5.1.2. Comorbidities
In addition, the present body of research suggests that SE leads to an improvement of comorbid symptoms. We found studies reporting positive effects of SE on comorbid depression symptoms (Brom et al., 2017), pain-related symptoms (Andersen et al., 2017), and post-treatment resilience (Leitch et al., 2009). The effect of SE on pain-related symptoms was shown for the variables kinesiophobia, pain-related impairment, pain intensity, and pain-related catastrophizing. These effects are limited by the fact that the symptom reduction for the last three variables was evident in both experimental and control group. Overall, findings correspond with SE’s objective of a symptom-spanning treatment of PTSD ranging from cognitive and affective to somatic symptoms (Levine, 1997; Payne et al., 2015).
5.1.3. Further symptomatology
An additional focus of the reviewed studies was the treatment of affective symptoms and the enhancement of well-being. In two studies, SE led to a reduction of depressive (Briggs, Hayes, & Changaris, 2018; Changaris, 2010) and anxiety symptoms (Changaris, 2010) that were unrelated to trauma. Two studies showed positive effects on quality of life and somatic symptoms (Briggs et al., 2018; Winblad, Changaris, & Stein, 2018).
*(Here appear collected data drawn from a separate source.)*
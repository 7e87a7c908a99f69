//! Binary input handling for class files.
//!
//! Class bytes are supplied by the host (an archive reader, a network buffer, a test
//! assembler); this module only provides the cursor used to walk them.
//!
//! # Key Components
//!
//! - [`crate::file::parser::Parser`] - Cursor-based, bounds-checked reader over a byte slice
//! - [`crate::file::io`] - Big-endian primitive readers the parser is built on

pub mod io;
pub mod parser;
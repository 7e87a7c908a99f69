//! Bytecode encoding for a single method body.

use crate::{
    assembly::pool::ConstantPoolBuilder,
    classfile::{
        descriptor::{parse_method_descriptor, FieldType, PrimitiveType},
        HandleKind,
    },
    disassembler::opcodes,
    file::io::push_be,
    index::{ALT_METAFACTORY, LAMBDA_METAFACTORY, METAFACTORY},
    Result,
};

/// Descriptor of `LambdaMetafactory.metafactory`
pub const METAFACTORY_DESCRIPTOR: &str = "(Ljava/lang/invoke/MethodHandles$Lookup;Ljava/lang/String;Ljava/lang/invoke/MethodType;Ljava/lang/invoke/MethodType;Ljava/lang/invoke/MethodHandle;Ljava/lang/invoke/MethodType;)Ljava/lang/invoke/CallSite;";

/// Descriptor of `LambdaMetafactory.altMetafactory`
pub const ALT_METAFACTORY_DESCRIPTOR: &str = "(Ljava/lang/invoke/MethodHandles$Lookup;Ljava/lang/String;Ljava/lang/invoke/MethodType;[Ljava/lang/Object;)Ljava/lang/invoke/CallSite;";

const MAX_CODE_LENGTH: usize = 65535;

/// A `CONSTANT_MethodHandle` to be placed in the pool.
///
/// The reference kind is kept raw so that handles with invalid kinds can be produced; the
/// member reference it points at is a `Fieldref` for kinds 1 to 4, an `InterfaceMethodref` for
/// kind 9 and a `Methodref` otherwise.
#[derive(Debug, Clone, Copy, PartialEq, Eq)]
pub struct HandleConstant<'b> {
    /// Raw reference kind
    pub kind: u8,
    /// Internal name of the member's class
    pub owner: &'b str,
    /// Member name
    pub name: &'b str,
    /// Member descriptor
    pub descriptor: &'b str,
}

impl<'b> HandleConstant<'b> {
    /// A handle of a valid kind.
    #[must_use]
    pub fn new(kind: HandleKind, owner: &'b str, name: &'b str, descriptor: &'b str) -> Self {
        Self::raw(kind.tag(), owner, name, descriptor)
    }

    /// A handle with an arbitrary, possibly invalid, reference kind.
    #[must_use]
    pub fn raw(kind: u8, owner: &'b str, name: &'b str, descriptor: &'b str) -> Self {
        HandleConstant {
            kind,
            owner,
            name,
            descriptor,
        }
    }

    pub(crate) fn intern(&self, pool: &mut ConstantPoolBuilder) -> Result<u16> {
        let reference = match self.kind {
            1..=4 => pool.field_ref(self.owner, self.name, self.descriptor)?,
            9 => pool.interface_method_ref(self.owner, self.name, self.descriptor)?,
            _ => pool.method_ref(self.owner, self.name, self.descriptor)?,
        };
        pool.method_handle(self.kind, reference)
    }
}

/// A static argument of a bootstrap method.
#[derive(Debug, Clone, Copy, PartialEq, Eq)]
pub enum BootstrapArgument<'b> {
    /// `CONSTANT_MethodType` with the given descriptor
    MethodType(&'b str),
    /// `CONSTANT_MethodHandle`
    Handle(HandleConstant<'b>),
    /// `CONSTANT_Class`
    Class(&'b str),
    /// `CONSTANT_String`
    String(&'b str),
    /// `CONSTANT_Integer`
    Integer(i32),
}

impl BootstrapArgument<'_> {
    fn intern(&self, pool: &mut ConstantPoolBuilder) -> Result<u16> {
        match self {
            BootstrapArgument::MethodType(descriptor) => pool.method_type(descriptor),
            BootstrapArgument::Handle(handle) => handle.intern(pool),
            BootstrapArgument::Class(name) => pool.class(name),
            BootstrapArgument::String(value) => pool.string(value),
            BootstrapArgument::Integer(value) => pool.integer(*value),
        }
    }
}

/// A resolved `BootstrapMethods` row.
#[derive(Debug, Clone, PartialEq, Eq)]
pub(crate) struct BootstrapEntry {
    pub method_ref: u16,
    pub arguments: Vec<u16>,
}

/// Appends instructions to one method's `Code` attribute.
///
/// Every method interns what it references into the class's constant pool and returns
/// `Result<&mut Self>`, so a body can be written as a sequence of `?`-terminated calls.
/// Opcodes passed to [`CodeEncoder::emit`] and [`CodeEncoder::emit_with`] are not checked,
/// which allows deliberately broken bytecode to be produced.
///
/// # Examples
///
/// ```rust
/// use usagescope::assembly::ClassAssembler;
/// use usagescope::classfile::AccessFlags;
/// use usagescope::disassembler::opcodes;
///
/// let bytes = ClassAssembler::new("a/Foo")
///     .method(AccessFlags::PUBLIC | AccessFlags::STATIC, "twice", "(I)I", |code| {
///         code.emit_with(opcodes::ILOAD, &[0])?
///             .emit(opcodes::ICONST_2)?
///             .emit(opcodes::IMUL)?
///             .emit(opcodes::IRETURN)?
///             .max_stack(2);
///         Ok(())
///     })?
///     .finish()?;
/// assert_eq!(&bytes[..4], &[0xCA, 0xFE, 0xBA, 0xBE]);
/// # Ok::<(), usagescope::Error>(())
/// ```
pub struct CodeEncoder<'p> {
    pool: &'p mut ConstantPoolBuilder,
    bootstrap_methods: &'p mut Vec<BootstrapEntry>,
    code: Vec<u8>,
    max_stack: u16,
    max_locals: u16,
}

impl<'p> CodeEncoder<'p> {
    pub(crate) fn new(
        pool: &'p mut ConstantPoolBuilder,
        bootstrap_methods: &'p mut Vec<BootstrapEntry>,
        max_locals: u16,
    ) -> Self {
        CodeEncoder {
            pool,
            bootstrap_methods,
            code: Vec::new(),
            max_stack: 8,
            max_locals,
        }
    }

    pub(crate) fn into_parts(self) -> (u16, u16, Vec<u8>) {
        (self.max_stack, self.max_locals, self.code)
    }

    /// Current length of the bytecode, which is also the offset of the next instruction.
    #[must_use]
    pub fn offset(&self) -> usize {
        self.code.len()
    }

    /// Override the operand stack size. Defaults to 8.
    pub fn max_stack(&mut self, max_stack: u16) -> &mut Self {
        self.max_stack = max_stack;
        self
    }

    /// Override the local variable count. Defaults to the slots taken by `this` and the
    /// parameters.
    pub fn max_locals(&mut self, max_locals: u16) -> &mut Self {
        self.max_locals = max_locals;
        self
    }

    /// Append a single opcode without operands.
    ///
    /// # Errors
    /// Returns [`crate::Error::Malformed`] if the method exceeds 65535 bytes of code.
    pub fn emit(&mut self, opcode: u8) -> Result<&mut Self> {
        self.emit_with(opcode, &[])
    }

    /// Append an opcode followed by raw operand bytes.
    ///
    /// # Errors
    /// Returns [`crate::Error::Malformed`] if the method exceeds 65535 bytes of code.
    pub fn emit_with(&mut self, opcode: u8, operands: &[u8]) -> Result<&mut Self> {
        if self.code.len() + 1 + operands.len() > MAX_CODE_LENGTH {
            return Err(malformed_error!(
                "Method code exceeds {} bytes",
                MAX_CODE_LENGTH
            ));
        }

        self.code.push(opcode);
        self.code.extend_from_slice(operands);
        Ok(self)
    }

    fn emit_index(&mut self, opcode: u8, index: u16) -> Result<&mut Self> {
        self.emit_with(opcode, &index.to_be_bytes())
    }

    /// `getstatic`, `putstatic`, `getfield` or `putfield` on `owner.name:descriptor`.
    ///
    /// # Errors
    /// Returns [`crate::Error::Malformed`] if the pool or the code is full.
    pub fn field_insn(
        &mut self,
        opcode: u8,
        owner: &str,
        name: &str,
        descriptor: &str,
    ) -> Result<&mut Self> {
        let index = self.pool.field_ref(owner, name, descriptor)?;
        self.emit_index(opcode, index)
    }

    /// An invocation of `owner.name:descriptor`.
    ///
    /// `invokeinterface` references an `InterfaceMethodref` and carries its argument slot
    /// count; the other invokes reference a `Methodref`.
    ///
    /// # Errors
    /// Returns [`crate::Error::MalformedDescriptor`] if an `invokeinterface` descriptor cannot
    /// be decoded, and [`crate::Error::Malformed`] if the pool or the code is full.
    pub fn method_insn(
        &mut self,
        opcode: u8,
        owner: &str,
        name: &str,
        descriptor: &str,
    ) -> Result<&mut Self> {
        if opcode == opcodes::INVOKEINTERFACE {
            let count = parameter_slots(descriptor)? + 1;
            let Ok(count) = u8::try_from(count) else {
                return Err(malformed_error!(
                    "Too many arguments for invokeinterface: {}",
                    count
                ));
            };
            let index = self.pool.interface_method_ref(owner, name, descriptor)?;
            let [high, low] = index.to_be_bytes();
            return self.emit_with(opcode, &[high, low, count, 0]);
        }

        let index = self.pool.method_ref(owner, name, descriptor)?;
        self.emit_index(opcode, index)
    }

    /// `new`, `anewarray`, `checkcast` or `instanceof` on a class or array type.
    ///
    /// # Errors
    /// Returns [`crate::Error::Malformed`] if the pool or the code is full.
    pub fn type_insn(&mut self, opcode: u8, class: &str) -> Result<&mut Self> {
        let index = self.pool.class(class)?;
        self.emit_index(opcode, index)
    }

    fn ldc(&mut self, index: u16) -> Result<&mut Self> {
        match u8::try_from(index) {
            Ok(short) => self.emit_with(opcodes::LDC, &[short]),
            Err(_) => self.emit_index(opcodes::LDC_W, index),
        }
    }

    /// Load a class literal, using `ldc_w` when the constant lies beyond index 255.
    ///
    /// # Errors
    /// Returns [`crate::Error::Malformed`] if the pool or the code is full.
    pub fn ldc_class(&mut self, class: &str) -> Result<&mut Self> {
        let index = self.pool.class(class)?;
        self.ldc(index)
    }

    /// Load a string literal.
    ///
    /// # Errors
    /// Returns [`crate::Error::Malformed`] if the pool or the code is full.
    pub fn ldc_string(&mut self, value: &str) -> Result<&mut Self> {
        let index = self.pool.string(value)?;
        self.ldc(index)
    }

    /// Load an `int` constant from the pool.
    ///
    /// # Errors
    /// Returns [`crate::Error::Malformed`] if the pool or the code is full.
    pub fn ldc_int(&mut self, value: i32) -> Result<&mut Self> {
        let index = self.pool.integer(value)?;
        self.ldc(index)
    }

    /// An `invokedynamic` call site bootstrapped by `bootstrap` with static `arguments`.
    ///
    /// Identical bootstrap rows are shared between call sites.
    ///
    /// # Errors
    /// Returns [`crate::Error::Malformed`] if the pool, the bootstrap table or the code is
    /// full.
    pub fn invokedynamic(
        &mut self,
        name: &str,
        descriptor: &str,
        bootstrap: HandleConstant<'_>,
        arguments: &[BootstrapArgument<'_>],
    ) -> Result<&mut Self> {
        let entry = BootstrapEntry {
            method_ref: bootstrap.intern(self.pool)?,
            arguments: arguments
                .iter()
                .map(|argument| argument.intern(self.pool))
                .collect::<Result<_>>()?,
        };

        let position = match self.bootstrap_methods.iter().position(|e| *e == entry) {
            Some(position) => position,
            None => {
                self.bootstrap_methods.push(entry);
                self.bootstrap_methods.len() - 1
            }
        };
        let Ok(bootstrap_index) = u16::try_from(position) else {
            return Err(malformed_error!("Too many bootstrap methods"));
        };

        let index = self.pool.invoke_dynamic(bootstrap_index, name, descriptor)?;
        let [high, low] = index.to_be_bytes();
        self.emit_with(opcodes::INVOKEDYNAMIC, &[high, low, 0, 0])
    }

    /// A lambda or method reference created through `LambdaMetafactory.metafactory`.
    ///
    /// `name` and `descriptor` describe the call site (the functional interface method and
    /// the factory signature), `sam_descriptor` is the erased interface method type and
    /// `instantiated_descriptor` its specialization.
    ///
    /// # Errors
    /// See [`CodeEncoder::invokedynamic`].
    pub fn lambda(
        &mut self,
        name: &str,
        descriptor: &str,
        sam_descriptor: &str,
        implementation: HandleConstant<'_>,
        instantiated_descriptor: &str,
    ) -> Result<&mut Self> {
        self.invokedynamic(
            name,
            descriptor,
            HandleConstant::new(
                HandleKind::InvokeStatic,
                LAMBDA_METAFACTORY,
                METAFACTORY,
                METAFACTORY_DESCRIPTOR,
            ),
            &[
                BootstrapArgument::MethodType(sam_descriptor),
                BootstrapArgument::Handle(implementation),
                BootstrapArgument::MethodType(instantiated_descriptor),
            ],
        )
    }

    /// Like [`CodeEncoder::lambda`], through `altMetafactory` with `flags` as the fourth
    /// static argument.
    ///
    /// # Errors
    /// See [`CodeEncoder::invokedynamic`].
    pub fn alt_lambda(
        &mut self,
        name: &str,
        descriptor: &str,
        sam_descriptor: &str,
        implementation: HandleConstant<'_>,
        instantiated_descriptor: &str,
        flags: i32,
    ) -> Result<&mut Self> {
        self.invokedynamic(
            name,
            descriptor,
            HandleConstant::new(
                HandleKind::InvokeStatic,
                LAMBDA_METAFACTORY,
                ALT_METAFACTORY,
                ALT_METAFACTORY_DESCRIPTOR,
            ),
            &[
                BootstrapArgument::MethodType(sam_descriptor),
                BootstrapArgument::Handle(implementation),
                BootstrapArgument::MethodType(instantiated_descriptor),
                BootstrapArgument::Integer(flags),
            ],
        )
    }
}

/// Number of local variable slots the parameters of `descriptor` occupy.
pub(crate) fn parameter_slots(descriptor: &str) -> Result<u16> {
    let method = parse_method_descriptor(descriptor)?;
    let slots = method
        .parameters
        .iter()
        .map(|parameter| match parameter {
            FieldType::Primitive(PrimitiveType::Long | PrimitiveType::Double) => 2usize,
            _ => 1,
        })
        .sum::<usize>();

    u16::try_from(slots).map_err(|_| malformed_error!("Descriptor '{}' is too wide", descriptor))
}

pub(crate) fn push_bootstrap_methods(out: &mut Vec<u8>, entries: &[BootstrapEntry]) -> Result<()> {
    let count = u16::try_from(entries.len())
        .map_err(|_| malformed_error!("Too many bootstrap methods"))?;
    push_be(out, count);
    for entry in entries {
        push_be(out, entry.method_ref);
        let arguments = u16::try_from(entry.arguments.len())
            .map_err(|_| malformed_error!("Too many bootstrap arguments"))?;
        push_be(out, arguments);
        for &argument in &entry.arguments {
            push_be(out, argument);
        }
    }
    Ok(())
}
5.2. Evaluation of the effectiveness of SE
The available results provide initial, but promising evidence that SE is an effective treatment of PTSD and comorbid symptoms. Moreover, results suggest that SE also has a positive effect on general well-being outside PTSD treatment and may be effective in the treatment of affective and somatic symptoms.
5.2.1. PTSD
Yet, the present findings are limited in several ways. First, by now, there is only a very limited number of studies (n = 5) addressing the effectiveness of SE in the treatment of PTSD with sufficient scientific rigour. Second, two out of five studies on PTSD did not compare SE treatments to adequate control groups. Moreover, these studies used self-developed symptom checklists as dependent variables (Leitch, 2007; Parker et al., 2008). The authors report that they had to adapt the questionnaires to the severe traumatization of the subjects in the investigated crisis areas and thus could not refer to validated standard questionnaires used in PTSD research. The special survey conditions of some studies also resulted in only two out of five studies including exclusively subjects with a confirmed PTSD diagnosis (Andersen et al., 2017; Brom et al., 2017). Furthermore, the assessment of the risk of bias (Higgins & Green, 2008) indicates that the risk of bias is mixed throughout the experimental studies. The overall study quality assessment points out the high heterogeneity of the included studies. Thus, the field of SE research is urging for strong experimental research designs. Still, regarding these limitations, it is important to notice that SE is statistically most effective in the methodologically high-quality randomized controlled trials (Andersen et al., 2017; Brom et al., 2017). Results suggest that the positive effects of SE found in these studies were reduced rather than inflated due to methodological shortcomings.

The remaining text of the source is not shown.